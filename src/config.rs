//! Configuration module for pollwatch.
//!
//! Server settings come from environment variables. Poller options (status
//! thresholds, verbosity, interval) are looked up by name in one or more
//! [`OptionSource`]s, typically the environment layered over the database
//! settings table.

use std::env;
use std::str::FromStr;
use std::time::Duration;

use crate::status::{LogVerbosity, TrackerConfig};

/// Option names understood by the poller.
pub mod options {
    pub const PING_FAILURE_COUNT: &str = "ping_failure_count";
    pub const PING_RECOVERY_COUNT: &str = "ping_recovery_count";
    pub const LOG_VERBOSITY: &str = "log_verbosity";
    pub const POLLER_INTERVAL: &str = "poller_interval";

    pub const ALL: &[&str] = &[
        PING_FAILURE_COUNT,
        PING_RECOVERY_COUNT,
        LOG_VERBOSITY,
        POLLER_INTERVAL,
    ];
}

/// Server configuration loaded from environment variables.
#[derive(Debug, Clone)]
pub struct ServerConfig {
    /// HTTP port for the API (default: 8080)
    pub http_port: u16,
    /// Path to the SQLite database file (default: "pollwatch.db")
    pub db_path: String,
}

impl Default for ServerConfig {
    fn default() -> Self {
        Self {
            http_port: 8080,
            db_path: "pollwatch.db".to_string(),
        }
    }
}

impl ServerConfig {
    /// Load configuration from environment variables.
    ///
    /// Environment variables:
    /// - `POLLWATCH_HTTP_PORT`: HTTP port (default: 8080)
    /// - `POLLWATCH_DB_PATH`: Database file path (default: "pollwatch.db")
    pub fn load() -> Self {
        let mut cfg = Self::default();

        if let Ok(port_str) = env::var("POLLWATCH_HTTP_PORT") {
            if let Ok(port) = port_str.parse() {
                cfg.http_port = port;
            }
        }

        if let Ok(db_path) = env::var("POLLWATCH_DB_PATH") {
            cfg.db_path = db_path;
        }

        cfg
    }
}

/// A named-option lookup.
pub trait OptionSource {
    fn get_option(&self, name: &str) -> Option<String>;
}

/// Options from `POLLWATCH_<NAME>` environment variables.
#[derive(Debug, Clone, Default)]
pub struct EnvOptions;

impl OptionSource for EnvOptions {
    fn get_option(&self, name: &str) -> Option<String> {
        env::var(format!("POLLWATCH_{}", name.to_ascii_uppercase())).ok()
    }
}

/// First source that has a value wins.
pub struct LayeredOptions<'a> {
    sources: Vec<&'a dyn OptionSource>,
}

impl<'a> LayeredOptions<'a> {
    pub fn new(sources: Vec<&'a dyn OptionSource>) -> Self {
        Self { sources }
    }
}

impl OptionSource for LayeredOptions<'_> {
    fn get_option(&self, name: &str) -> Option<String> {
        self.sources.iter().find_map(|s| s.get_option(name))
    }
}

/// Read and parse an option, falling back to `default` when it is missing
/// or does not parse.
fn parse_option<T>(source: &dyn OptionSource, name: &str, default: T) -> T
where
    T: FromStr,
{
    match source.get_option(name) {
        Some(raw) => match raw.trim().parse() {
            Ok(v) => v,
            Err(_) => {
                tracing::warn!("Ignoring invalid value {:?} for option {}", raw, name);
                default
            }
        },
        None => default,
    }
}

/// Check a value before it is written to the settings table.
pub fn validate_option(name: &str, value: &str) -> Result<(), String> {
    let value = value.trim();
    match name {
        options::PING_FAILURE_COUNT | options::PING_RECOVERY_COUNT => match value.parse::<u32>() {
            Ok(n) if n >= 1 => Ok(()),
            _ => Err(format!("{} must be a whole number of at least 1", name)),
        },
        options::POLLER_INTERVAL => match value.parse::<u64>() {
            Ok(n) if n >= 1 => Ok(()),
            _ => Err(format!("{} must be a number of seconds of at least 1", name)),
        },
        options::LOG_VERBOSITY => value.parse::<LogVerbosity>().map(|_| ()),
        other => Err(format!("unknown option: {}", other)),
    }
}

impl TrackerConfig {
    /// Build tracker settings from an option source. Thresholds below 1 are
    /// raised to 1.
    pub fn load(source: &dyn OptionSource) -> Self {
        let defaults = Self::default();
        Self {
            ping_failure_count: parse_option(
                source,
                options::PING_FAILURE_COUNT,
                defaults.ping_failure_count,
            )
            .max(1),
            ping_recovery_count: parse_option(
                source,
                options::PING_RECOVERY_COUNT,
                defaults.ping_recovery_count,
            )
            .max(1),
            log_verbosity: parse_option::<LogVerbosity>(
                source,
                options::LOG_VERBOSITY,
                defaults.log_verbosity,
            ),
        }
    }
}

/// Poll scheduling settings.
#[derive(Debug, Clone, PartialEq)]
pub struct PollerConfig {
    /// Time between polls of the same device.
    pub interval: Duration,
}

impl Default for PollerConfig {
    fn default() -> Self {
        Self {
            interval: Duration::from_secs(300),
        }
    }
}

impl PollerConfig {
    pub fn load(source: &dyn OptionSource) -> Self {
        let secs: u64 = parse_option(source, options::POLLER_INTERVAL, 300);
        Self {
            interval: Duration::from_secs(secs.max(1)),
        }
    }
}

#[cfg(test)]
mod tests {
    use super::*;
    use std::collections::HashMap;

    struct MapOptions(HashMap<&'static str, &'static str>);

    impl OptionSource for MapOptions {
        fn get_option(&self, name: &str) -> Option<String> {
            self.0.get(name).map(|v| v.to_string())
        }
    }

    #[test]
    fn test_default_config() {
        let cfg = ServerConfig::default();
        assert_eq!(cfg.http_port, 8080);
        assert_eq!(cfg.db_path, "pollwatch.db");
    }

    #[test]
    fn test_tracker_defaults_when_unset() {
        let source = MapOptions(HashMap::new());
        let cfg = TrackerConfig::load(&source);
        assert_eq!(cfg, TrackerConfig::default());
        assert_eq!(PollerConfig::load(&source).interval, Duration::from_secs(300));
    }

    #[test]
    fn test_tracker_options_parsed() {
        let source = MapOptions(HashMap::from([
            ("ping_failure_count", "4"),
            ("ping_recovery_count", " 1 "),
            ("log_verbosity", "high"),
        ]));
        let cfg = TrackerConfig::load(&source);
        assert_eq!(cfg.ping_failure_count, 4);
        assert_eq!(cfg.ping_recovery_count, 1);
        assert_eq!(cfg.log_verbosity, LogVerbosity::High);
    }

    #[test]
    fn test_invalid_options_fall_back() {
        let source = MapOptions(HashMap::from([
            ("ping_failure_count", "many"),
            ("ping_recovery_count", "0"),
            ("log_verbosity", "7"),
            ("poller_interval", "-5"),
        ]));
        let cfg = TrackerConfig::load(&source);
        assert_eq!(cfg.ping_failure_count, 2);
        assert_eq!(cfg.ping_recovery_count, 1);
        assert_eq!(cfg.log_verbosity, LogVerbosity::Low);
        assert_eq!(PollerConfig::load(&source).interval, Duration::from_secs(300));
    }

    #[test]
    fn test_layered_options_prefer_first() {
        let top = MapOptions(HashMap::from([("ping_failure_count", "5")]));
        let bottom = MapOptions(HashMap::from([
            ("ping_failure_count", "1"),
            ("ping_recovery_count", "6"),
        ]));
        let layered = LayeredOptions::new(vec![&top as &dyn OptionSource, &bottom]);
        let cfg = TrackerConfig::load(&layered);
        assert_eq!(cfg.ping_failure_count, 5);
        assert_eq!(cfg.ping_recovery_count, 6);
    }

    #[test]
    fn test_validate_option() {
        assert!(validate_option("ping_failure_count", "3").is_ok());
        assert!(validate_option("ping_recovery_count", "0").is_err());
        assert!(validate_option("poller_interval", " 60 ").is_ok());
        assert!(validate_option("poller_interval", "soon").is_err());
        assert!(validate_option("log_verbosity", "debug").is_ok());
        assert!(validate_option("log_verbosity", "9").is_err());
        assert!(validate_option("snmp_retries", "1").is_err());
    }
}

**Task instructions:** From the top of the material above, please transcribe each line exactly. Include the line with "pub const PING_RECOVERY_COUNT: &str" and end there.

**Reply to the exercise:**
filename src/config.rs
//! Configuration module for pollwatch.
//!
//! Server settings come from environment variables. Poller options (status
//! thresholds, verbosity, interval) are looked up by name in one or more
//! [`OptionSource`]s, typically the environment layered over the database
//! settings table.

use std::env;
use std::str::FromStr;
use std::time::Duration;

use crate::status::{LogVerbosity, TrackerConfig};

/// Option names understood by the poller.
pub mod options {
    pub const PING_FAILURE_COUNT: &str = "ping_failure_count";
    pub const PING_RECOVERY_COUNT: &str = "ping_recovery_count";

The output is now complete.